Task description. Match the string "true" against each line below, and copy every line that matches.

### Dataset content

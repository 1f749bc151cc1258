//! Append-only CSV sink fed by a single background writer.
//!
//! Producers call [`SampleSink::on_sample`], which only enqueues onto an
//! unbounded channel. One writer thread drains the channel into a
//! buffered file, flushing every `flush_every` records and once more on
//! shutdown.
//!
//! # Record format
//!
//! ```text
//! t_ns,id,duration_ns
//! 1843021,step.compute,51230
//! ```
//!
//! The header is written exactly once, when the sink is created.

use std::fs::File;
use std::io::{BufWriter, Write};
use std::path::{Path, PathBuf};
use std::sync::atomic::{AtomicBool, AtomicU64, Ordering};
use std::sync::mpsc::{self, Receiver, Sender};
use std::sync::Mutex;
use std::time::Duration;

use tracing::{debug, error, info, warn};

use crate::error::SinkError;
use crate::sample::{Sample, SampleSink};
use crate::worker::Worker;

/// Header line of every record file.
pub const CSV_HEADER: &str = "t_ns,id,duration_ns";

/// Records written between flushes unless configured otherwise.
pub const DEFAULT_FLUSH_EVERY: usize = 200;

/// How long [`CsvFileSink::shutdown`] waits for the writer by default.
pub const DEFAULT_SHUTDOWN_TIMEOUT: Duration = Duration::from_secs(2);

/// Messages consumed by the writer thread.
enum SinkMessage {
    /// A sample to append.
    Record(Sample),
    /// Everything before this marker must be written; then exit.
    Close,
}

/// Durable sample sink writing CSV records from a background thread.
#[derive(Debug)]
pub struct CsvFileSink {
    path: PathBuf,
    tx: Sender<SinkMessage>,
    worker: Mutex<Worker>,
    closed: AtomicBool,
    dropped: AtomicU64,
    shutdown_timeout: Duration,
}

impl std::fmt::Debug for SinkMessage {
    fn fmt(&self, f: &mut std::fmt::Formatter<'_>) -> std::fmt::Result {
        match self {
            Self::Record(sample) => f.debug_tuple("Record").field(sample).finish(),
            Self::Close => f.write_str("Close"),
        }
    }
}

impl CsvFileSink {
    /// Create (truncating) the record file, write the header, and start
    /// the writer thread.
    ///
    /// A `flush_every` of zero is treated as one.
    ///
    /// # Errors
    ///
    /// Returns [`SinkError::Io`] if the file cannot be created or the
    /// header cannot be written, and [`SinkError::Spawn`] if the writer
    /// thread cannot be started.
    pub fn create(path: impl AsRef<Path>, flush_every: usize) -> Result<Self, SinkError> {
        Self::with_shutdown_timeout(path, flush_every, DEFAULT_SHUTDOWN_TIMEOUT)
    }

    /// Like [`CsvFileSink::create`] with an explicit shutdown wait.
    ///
    /// # Errors
    ///
    /// Same as [`CsvFileSink::create`].
    pub fn with_shutdown_timeout(
        path: impl AsRef<Path>,
        flush_every: usize,
        shutdown_timeout: Duration,
    ) -> Result<Self, SinkError> {
        let path = path.as_ref().to_path_buf();
        let mut out = BufWriter::new(File::create(&path)?);
        writeln!(out, "{CSV_HEADER}")?;
        out.flush()?;

        let flush_every = flush_every.max(1);
        let (tx, rx) = mpsc::channel();
        let writer_path = path.clone();
        let worker = Worker::spawn("simlink-sink", move || {
            match write_loop(out, &rx, flush_every) {
                Ok(records) => {
                    debug!(path = %writer_path.display(), records, "sample writer finished");
                }
                Err(e) => {
                    error!(path = %writer_path.display(), error = %e, "sample writer failed");
                }
            }
        })
        .map_err(|e| SinkError::Spawn(e.to_string()))?;

        info!(path = %path.display(), flush_every, "sample sink started");

        Ok(Self {
            path,
            tx,
            worker: Mutex::new(worker),
            closed: AtomicBool::new(false),
            dropped: AtomicU64::new(0),
            shutdown_timeout,
        })
    }

    /// Path of the record file.
    pub fn path(&self) -> &Path {
        &self.path
    }

    /// Number of samples refused because the sink was closed or its
    /// writer had stopped.
    pub fn dropped(&self) -> u64 {
        self.dropped.load(Ordering::Relaxed)
    }

    /// Stop accepting samples, let the writer persist everything already
    /// queued, and wait for it within the configured window.
    ///
    /// Safe to call more than once; only the first call waits. Returns
    /// `false` if the writer did not finish in time.
    pub fn shutdown(&self) -> bool {
        if self.closed.swap(true, Ordering::SeqCst) {
            return true;
        }
        // The writer is gone already if this fails; nothing left to drain.
        let _ = self.tx.send(SinkMessage::Close);

        let Ok(mut worker) = self.worker.lock() else {
            return false;
        };
        let joined = worker.join_timeout(self.shutdown_timeout);
        if joined {
            info!(path = %self.path.display(), dropped = self.dropped(), "sample sink closed");
        } else {
            warn!(path = %self.path.display(), "sample sink writer still running after shutdown window");
        }
        joined
    }
}

impl SampleSink for CsvFileSink {
    fn on_sample(&self, sample: Sample) {
        if self.closed.load(Ordering::Acquire) || self.tx.send(SinkMessage::Record(sample)).is_err() {
            self.dropped.fetch_add(1, Ordering::Relaxed);
        }
    }
}

impl Drop for CsvFileSink {
    fn drop(&mut self) {
        self.shutdown();
    }
}

/// Drain the queue into `out` until a close marker or disconnect.
///
/// Returns the number of records written.
fn write_loop<W: Write>(
    mut out: W,
    rx: &Receiver<SinkMessage>,
    flush_every: usize,
) -> Result<u64, SinkError> {
    let mut written: u64 = 0;
    let mut since_flush: usize = 0;

    while let Ok(message) = rx.recv() {
        let SinkMessage::Record(sample) = message else {
            break;
        };
        write_record(&mut out, &sample)?;
        written = written.saturating_add(1);
        since_flush = since_flush.saturating_add(1);
        if since_flush >= flush_every {
            out.flush()?;
            since_flush = 0;
        }
    }

    // Samples that raced the close marker are still persisted.
    while let Ok(SinkMessage::Record(sample)) = rx.try_recv() {
        write_record(&mut out, &sample)?;
        written = written.saturating_add(1);
    }

    out.flush()?;
    Ok(written)
}

fn write_record<W: Write>(out: &mut W, sample: &Sample) -> std::io::Result<()> {
    writeln!(
        out,
        "{},{},{}",
        sample.offset_ns,
        csv_field(&sample.label),
        sample.duration_ns
    )
}

/// Quote a field if it contains a delimiter, quote, or line break.
fn csv_field(value: &str) -> std::borrow::Cow<'_, str> {
    if value.contains([',', '"', '\n', '\r']) {
        std::borrow::Cow::Owned(format!("\"{}\"", value.replace('"', "\"\"")))
    } else {
        std::borrow::Cow::Borrowed(value)
    }
}

#[cfg(test)]
mod tests {
    use super::*;

    fn sample(label: &str, offset_ns: u64, duration_ns: u64) -> Sample {
        Sample {
            label: label.to_owned(),
            offset_ns,
            duration_ns,
        }
    }

    #[test]
    fn write_loop_stops_at_close_and_flushes() {
        let (tx, rx) = mpsc::channel();
        let _ = tx.send(SinkMessage::Record(sample("a", 1, 2)));
        let _ = tx.send(SinkMessage::Record(sample("b", 3, 4)));
        let _ = tx.send(SinkMessage::Close);

        let mut out = Vec::new();
        let written = write_loop(&mut out, &rx, 100).unwrap_or(0);
        assert_eq!(written, 2);
        assert_eq!(String::from_utf8_lossy(&out), "1,a,2\n3,b,4\n");
    }

    #[test]
    fn write_loop_ends_when_all_senders_drop() {
        let (tx, rx) = mpsc::channel();
        let _ = tx.send(SinkMessage::Record(sample("a", 1, 2)));
        drop(tx);

        let mut out = Vec::new();
        assert_eq!(write_loop(&mut out, &rx, 1).unwrap_or(0), 1);
    }

    #[test]
    fn labels_with_delimiters_are_quoted() {
        assert_eq!(csv_field("step.compute"), "step.compute");
        assert_eq!(csv_field("a,b"), "\"a,b\"");
        assert_eq!(csv_field("say \"hi\""), "\"say \"\"hi\"\"\"");
    }
}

######

Your response.
        if self.closed.swap(true, Ordering::SeqCst) {
            return true;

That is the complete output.